Kepolisian Daerah Kalimantan Selatan (Polda Kalsel) berhasil mengungkap jaringan peredaran narkotika skala besar yang diduga kuat terkait dengan gembong narkoba internasional, Fredy Pratama. Pengungkapan ini berhasil mengamankan barang bukti berupa sabu seberat 8,7 kilogram dan lebih dari 10.000 butir ekstasi.

Direktur Reserse Narkoba Polda Kalsel, Komisaris Besar Polisi Kelana Jaya, menjelaskan bahwa operasi penangkapan ini berhasil membekuk empat tersangka yang teridentifikasi sebagai SP, HM, MF, dan MS. Keempatnya diduga memiliki peran kunci dalam mendistribusikan narkotika di berbagai wilayah.

"Jaringan ini terindikasi kuat terafiliasi dengan Fredy Pratama. Mereka beroperasi di bawah kendali beberapa operator yang saat ini masih dalam pengejaran," ungkap Kombes Pol. Kelana Jaya.

Kronologi penangkapan dimulai dengan penangkapan SP di wilayah Banjarbaru. Berdasarkan informasi dari SP, tim Ditresnarkoba Polda Kalsel kemudian mengembangkan penyelidikan dan berhasil mengamankan tiga tersangka lainnya di lokasi terpisah.

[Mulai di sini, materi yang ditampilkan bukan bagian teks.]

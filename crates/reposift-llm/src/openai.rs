use std::fmt;

use serde::{Deserialize, Serialize};

use crate::error::LlmError;
use crate::provider::EmbeddingProvider;
use crate::retry::send_with_retry;

pub const DEFAULT_BASE_URL: &str = "https://api.openai.com/v1";
pub const DEFAULT_EMBEDDING_MODEL: &str = "text-embedding-ada-002";

/// Embeddings over the OpenAI `/embeddings` endpoint.
///
/// Works against any OpenAI-compatible server; the API key is optional so
/// local gateways without auth can be used.
#[derive(Clone)]
pub struct OpenAiEmbedder {
    client: reqwest::Client,
    api_key: Option<String>,
    base_url: String,
    model: String,
    max_retries: u32,
}

impl fmt::Debug for OpenAiEmbedder {
    fn fmt(&self, f: &mut fmt::Formatter<'_>) -> fmt::Result {
        f.debug_struct("OpenAiEmbedder")
            .field("client", &"<reqwest::Client>")
            .field("api_key", &self.api_key.as_ref().map(|_| "<redacted>"))
            .field("base_url", &self.base_url)
            .field("model", &self.model)
            .field("max_retries", &self.max_retries)
            .finish()
    }
}

impl OpenAiEmbedder {
    #[must_use]
    pub fn new(api_key: Option<String>, mut base_url: String, model: String) -> Self {
        while base_url.ends_with('/') {
            base_url.pop();
        }
        Self {
            client: crate::http::default_client(),
            api_key,
            base_url,
            model,
            max_retries: 3,
        }
    }

    #[must_use]
    pub fn with_client(mut self, client: reqwest::Client) -> Self {
        self.client = client;
        self
    }

    #[must_use]
    pub fn with_max_retries(mut self, max_retries: u32) -> Self {
        self.max_retries = max_retries;
        self
    }

    fn endpoint(&self) -> String {
        format!("{}/embeddings", self.base_url)
    }
}

impl EmbeddingProvider for OpenAiEmbedder {
    async fn embed(&self, text: &str) -> Result<Vec<f32>, LlmError> {
        let body = EmbeddingRequest {
            input: text,
            model: &self.model,
        };
        let url = self.endpoint();

        let response = send_with_retry("openai", self.max_retries, || {
            let mut req = self.client.post(&url).json(&body);
            if let Some(key) = &self.api_key {
                req = req.bearer_auth(key);
            }
            req.send()
        })
        .await?;

        let status = response.status();
        let text = response.text().await?;

        if !status.is_success() {
            tracing::error!("OpenAI embedding API error {status}: {text}");
            return Err(LlmError::Status {
                provider: "openai".into(),
                status: status.as_u16(),
            });
        }

        let resp: EmbeddingResponse = serde_json::from_str(&text)?;

        resp.data
            .into_iter()
            .next()
            .map(|d| d.embedding)
            .filter(|v| !v.is_empty())
            .ok_or(LlmError::EmptyResponse {
                provider: "openai".into(),
            })
    }

    #[allow(clippy::unnecessary_literal_bound)]
    fn name(&self) -> &str {
        "openai"
    }

    fn model(&self) -> &str {
        &self.model
    }
}

#[derive(Serialize)]
struct EmbeddingRequest<'a> {
    input: &'a str,
    model: &'a str,
}

#[derive(Deserialize)]
struct EmbeddingResponse {
    data: Vec<EmbeddingData>,
}

#[derive(Deserialize)]
struct EmbeddingData {
    embedding: Vec<f32>,
}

Berikut adalah rincian barang bukti yang berhasil disita dari para tersangka:

  • Sabu: 8,7 kilogram
  • Ekstasi: 10.049 butir
  • Serbuk Ekstasi: 24,14 gram

Kombes Pol. Kelana Jaya menambahkan bahwa para tersangka tergolong licin dan memiliki jaringan yang luas, bahkan hingga ke luar Kalimantan. "Kami terus memantau jaringan ini sampai ke Makassar, Palu, dan Kendari. Mereka juga aktif beroperasi di Kalimantan Selatan, Kalimantan Barat, dan Kalimantan Utara," jelasnya.

Berdasarkan hasil penyidikan, sabu dan ekstasi tersebut berasal dari Malaysia dan diselundupkan ke Kalsel melalui Kalimantan Barat dan Kalimantan Utara. Hal ini mengindikasikan adanya jaringan internasional yang terlibat dalam peredaran narkoba ini.

Atas perbuatan mereka, keempat tersangka dijerat dengan Pasal 114 ayat 2 Undang-Undang Republik Indonesia Nomor 35 Tahun 2009 tentang Narkotika. Mereka terancam hukuman pidana penjara minimal enam tahun dan maksimal 20 tahun, serta denda hingga Rp 13 miliar.